Nuestro invitado

¡Qué difícil será salir de la fractura social en la que estamos! Eso deberíamos pensar cada momento como país y dejar de lado las miserias. La violencia, en los niveles que hemos vivido, es inusitada, pero nadie puede negar tampoco que es el resultado de un acumulado de frustraciones, resentimientos, prejuicios e incapacidad de poner el diálogo por delante. El patrimonialismo está en todos los rincones, porque nadie quiere ceder y renunciar a las falsas victorias. Cada cual es dueño de su metro cuadrado y así no se construye la patria que queremos. Por esa razón, no tenemos un plan a futuro, nos carcome la coyuntura y nos sobrepasan los intereses personales y corporativos. ¿Qué nos cuesta honrar el legado de nuestros próceres, de la gente que hace país en silencio, de nuestros padres y madres que se rompen el lomo por darnos días mejores?

Nada podría ser peor que la instalación del miedo y el terror en nuestra sociedad, porque la gente se vería obligada a incorporar en sus relaciones de vida la desconfianza como manera de defensa. Qué horrible sería que las casas se llenen de abarrotes en las ventanas, que las carreteras estén resguardadas todo el tiempo, que las personas se retiren a sus casas a ciertas horas por temor y no por decisión propia, que excluyamos a ciertos grupos por su pensamiento ante la incapacidad de dialogar y respetar nuestras posiciones. Pues sí, esa es la sociedad del miedo que nunca queremos para nadie. Sin embargo, llegar a ello puede ser fácil, cuando terriblemente difícil salir. El miedo es un estado de privación de libertad permanente.

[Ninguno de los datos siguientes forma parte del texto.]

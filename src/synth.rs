//! # Synth capability
//!
//! `render(note, sample_rate, duration_beats, bpm) -> buffer`. The
//! engine registers one implementation per name; a host may replace any
//! of them before a program runs. These defaults are short analytic
//! waveform generators, not a DSP effects chain — enough to make
//! `compile -> render` examples produce audible, non-silent output
//! without a host supplying its own synth.

use std::f64::consts::PI;

use crate::value::MusicalNoteValue;

pub trait Synth {
    fn render(&self, note: &MusicalNoteValue, sample_rate: u32, duration_beats: f64, bpm: f64) -> Vec<f32>;
}

fn frame_count(duration_beats: f64, bpm: f64, sample_rate: u32) -> usize {
    ((duration_beats * 60.0 / bpm) * sample_rate as f64).round().max(0.0) as usize
}

fn note_frequency_hz(note: &MusicalNoteValue) -> f64 {
    let pitch = match &note.pitch {
        Some(p) => p,
        None => return 0.0,
    };
    let step = match pitch.letter {
        'C' => 0,
        'D' => 2,
        'E' => 4,
        'F' => 5,
        'G' => 7,
        'A' => 9,
        'B' => 11,
        _ => 0,
    };
    let octave = pitch.octave.unwrap_or(4);
    let midi = (octave + 1) * 12 + step + pitch.alteration as i64;
    440.0 * 2f64.powf((midi as f64 - 69.0) / 12.0)
}

fn adsr(frame: usize, total: usize, attack: usize, decay: usize, sustain_level: f64, release: usize) -> f64 {
    if frame < attack {
        frame as f64 / attack.max(1) as f64
    } else if frame < attack + decay {
        let t = (frame - attack) as f64 / decay.max(1) as f64;
        1.0 - t * (1.0 - sustain_level)
    } else if frame < total.saturating_sub(release) {
        sustain_level
    } else {
        let remaining = total.saturating_sub(frame) as f64;
        sustain_level * (remaining / release.max(1) as f64)
    }
}

/// Pure sine tone.
pub struct SineSynth;

impl Synth for SineSynth {
    fn render(&self, note: &MusicalNoteValue, sample_rate: u32, duration_beats: f64, bpm: f64) -> Vec<f32> {
        if note.is_rest {
            return vec![0.0; frame_count(duration_beats, bpm, sample_rate)];
        }
        let freq = note_frequency_hz(note);
        let total = frame_count(duration_beats, bpm, sample_rate);
        (0..total)
            .map(|i| {
                let t = i as f64 / sample_rate as f64;
                (2.0 * PI * freq * t).sin() as f32
            })
            .collect()
    }
}

/// Band-naive sawtooth, DC-corrected by centering around zero.
pub struct SawSynth;

impl Synth for SawSynth {
    fn render(&self, note: &MusicalNoteValue, sample_rate: u32, duration_beats: f64, bpm: f64) -> Vec<f32> {
        if note.is_rest {
            return vec![0.0; frame_count(duration_beats, bpm, sample_rate)];
        }
        let freq = note_frequency_hz(note);
        let total = frame_count(duration_beats, bpm, sample_rate);
        (0..total)
            .map(|i| {
                let t = i as f64 / sample_rate as f64;
                let phase = (freq * t).fract();
                (2.0 * phase - 1.0) as f32
            })
            .collect()
    }
}

/// Band-naive square, DC-corrected the same way as the sawtooth.
pub struct SquareSynth;

impl Synth for SquareSynth {
    fn render(&self, note: &MusicalNoteValue, sample_rate: u32, duration_beats: f64, bpm: f64) -> Vec<f32> {
        if note.is_rest {
            return vec![0.0; frame_count(duration_beats, bpm, sample_rate)];
        }
        let freq = note_frequency_hz(note);
        let total = frame_count(duration_beats, bpm, sample_rate);
        (0..total)
            .map(|i| {
                let t = i as f64 / sample_rate as f64;
                let phase = (freq * t).fract();
                if phase < 0.5 { 1.0 } else { -1.0 }
            })
            .collect()
    }
}

/// A small additive harmonic stack with a fixed ADSR envelope, shared by
/// the instrument-flavored defaults (piano, brass, sax, flute) that
/// differ only in which harmonics are present and how fast the envelope
/// moves.
struct HarmonicSynth {
    harmonics: &'static [(f64, f64)],
    attack_ms: f64,
    decay_ms: f64,
    sustain_level: f64,
    release_ms: f64,
}

impl Synth for HarmonicSynth {
    fn render(&self, note: &MusicalNoteValue, sample_rate: u32, duration_beats: f64, bpm: f64) -> Vec<f32> {
        let total = frame_count(duration_beats, bpm, sample_rate);
        if note.is_rest {
            return vec![0.0; total];
        }
        let freq = note_frequency_hz(note);
        let attack = (self.attack_ms / 1000.0 * sample_rate as f64) as usize;
        let decay = (self.decay_ms / 1000.0 * sample_rate as f64) as usize;
        let release = (self.release_ms / 1000.0 * sample_rate as f64) as usize;
        (0..total)
            .map(|i| {
                let t = i as f64 / sample_rate as f64;
                let sample: f64 = self
                    .harmonics
                    .iter()
                    .map(|(mult, weight)| (2.0 * PI * freq * mult * t).sin() * weight)
                    .sum();
                let env = adsr(i, total, attack, decay, self.sustain_level, release);
                (sample * env) as f32
            })
            .collect()
    }
}

pub fn piano() -> impl Synth {
    HarmonicSynth { harmonics: &[(1.0, 1.0), (2.0, 0.5), (3.0, 0.25)], attack_ms: 5.0, decay_ms: 120.0, sustain_level: 0.6, release_ms: 200.0 }
}

pub fn brass() -> impl Synth {
    HarmonicSynth { harmonics: &[(1.0, 1.0), (2.0, 0.6), (3.0, 0.4), (4.0, 0.2)], attack_ms: 40.0, decay_ms: 60.0, sustain_level: 0.8, release_ms: 80.0 }
}

pub fn sax() -> impl Synth {
    HarmonicSynth { harmonics: &[(1.0, 1.0), (2.0, 0.3), (3.0, 0.5), (4.0, 0.15)], attack_ms: 60.0, decay_ms: 40.0, sustain_level: 0.7, release_ms: 120.0 }
}

pub fn flute() -> impl Synth {
    HarmonicSynth { harmonics: &[(1.0, 1.0), (2.0, 0.1)], attack_ms: 80.0, decay_ms: 20.0, sustain_level: 0.9, release_ms: 100.0 }
}

/// Filtered noise burst: a linear-congruential noise source with a
/// one-pole low-pass and an exponential decay envelope.
pub struct DrumsSynth;

impl Synth for DrumsSynth {
    fn render(&self, note: &MusicalNoteValue, sample_rate: u32, duration_beats: f64, bpm: f64) -> Vec<f32> {
        let total = frame_count(duration_beats, bpm, sample_rate);
        if note.is_rest {
            return vec![0.0; total];
        }
        let mut state: u32 = 0x1234_5678;
        let mut prev = 0.0f64;
        (0..total)
            .map(|i| {
                state = state.wrapping_mul(1_664_525).wrapping_add(1_013_904_223);
                let white = (state as f64 / u32::MAX as f64) * 2.0 - 1.0;
                let filtered = prev * 0.7 + white * 0.3;
                prev = filtered;
                let decay = (-(i as f64) / (sample_rate as f64 * 0.15)).exp();
                (filtered * decay) as f32
            })
            .collect()
    }
}

pub fn default_registry() -> Vec<(&'static str, Box<dyn Synth>)> {
    vec![
        ("sine", Box::new(SineSynth)),
        ("saw", Box::new(SawSynth)),
        ("square", Box::new(SquareSynth)),
        ("piano", Box::new(piano())),
        ("brass", Box::new(brass())),
        ("sax", Box::new(sax())),
        ("flute", Box::new(flute())),
        ("drums", Box::new(DrumsSynth)),
    ]
}

#[cfg(test)]
mod tests {
    use super::*;
    use crate::ast::{DurationClass, PitchSpelling};

    fn note(letter: char, octave: i64) -> MusicalNoteValue {
        MusicalNoteValue {
            pitch: Some(PitchSpelling { letter, alteration: 0, octave: Some(octave) }),
            duration: DurationClass::Quarter,
            dotted: false,
            is_rest: false,
            articulation: None,
            velocity: None,
            tied: false,
            cent_offset: None,
        }
    }

    #[test]
    fn sine_render_has_correct_frame_count() {
        let synth = SineSynth;
        let buf = synth.render(&note('C', 4), 44_100, 1.0, 120.0);
        assert_eq!(buf.len(), 22_050);
    }

    #[test]
    fn rest_renders_silence() {
        let mut rest = note('C', 4);
        rest.is_rest = true;
        let synth = SineSynth;
        let buf = synth.render(&rest, 44_100, 1.0, 120.0);
        assert!(buf.iter().all(|s| *s == 0.0));
    }

    #[test]
    fn sounding_note_has_nonzero_energy() {
        let synth = SineSynth;
        let buf = synth.render(&note('A', 4), 44_100, 1.0, 120.0);
        assert!(buf.iter().any(|s| s.abs() > 0.01));
    }

    #[test]
    fn registry_has_one_entry_per_named_synth() {
        let registry = default_registry();
        let names: Vec<&str> = registry.iter().map(|(n, _)| *n).collect();
        for expected in ["sine", "saw", "square", "piano", "brass", "sax", "flute", "drums"] {
            assert!(names.contains(&expected));
        }
    }
}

Las lecciones que nos quedan de esta compleja temporada es la falta de preparación que tenemos en democracia, porque una ciudadanía demócrata es aquella que respeta el criterio diverso, la que se sienta a la mesa con aquellos que no concuerda, que concibe un mundo de colores y matices y no uno de blancos y negros, exclusivamente. La inmensa tarea pendiente que tenemos como ecuatorianos y ecuatorianas es aprender a vivir en una sociedad de disensos, en la que sin estar de acuerdo de todo y con todos, valoremos la maravillosa posibilidad de contar con una multiplicidad de perspectivas ante la misma situación. La democracia es una labor diaria, porque no se agota en el sufragio, es una decisión de vida.

No hay nada más difícil, lento y persistente que recomponer el tejido social de un país después de una fractura provocada por la violencia y la descalificación permanentes. No debemos olvidar que la confianza es el mayor valor de la democracia, porque sin este vínculo es complejo construir ciudadanía y convivencia. No basta con apagar el incendio, sino en generar las condiciones para que el reencuentro nacional sea sincero, honesto, transparente y sostenido. Eso supone crear condiciones, ceder posiciones, buscar respuestas comunes a problemas generales y generosidad a toda prueba. El conflicto nos convierte en perdedores a todos, con la paz todos ganamos.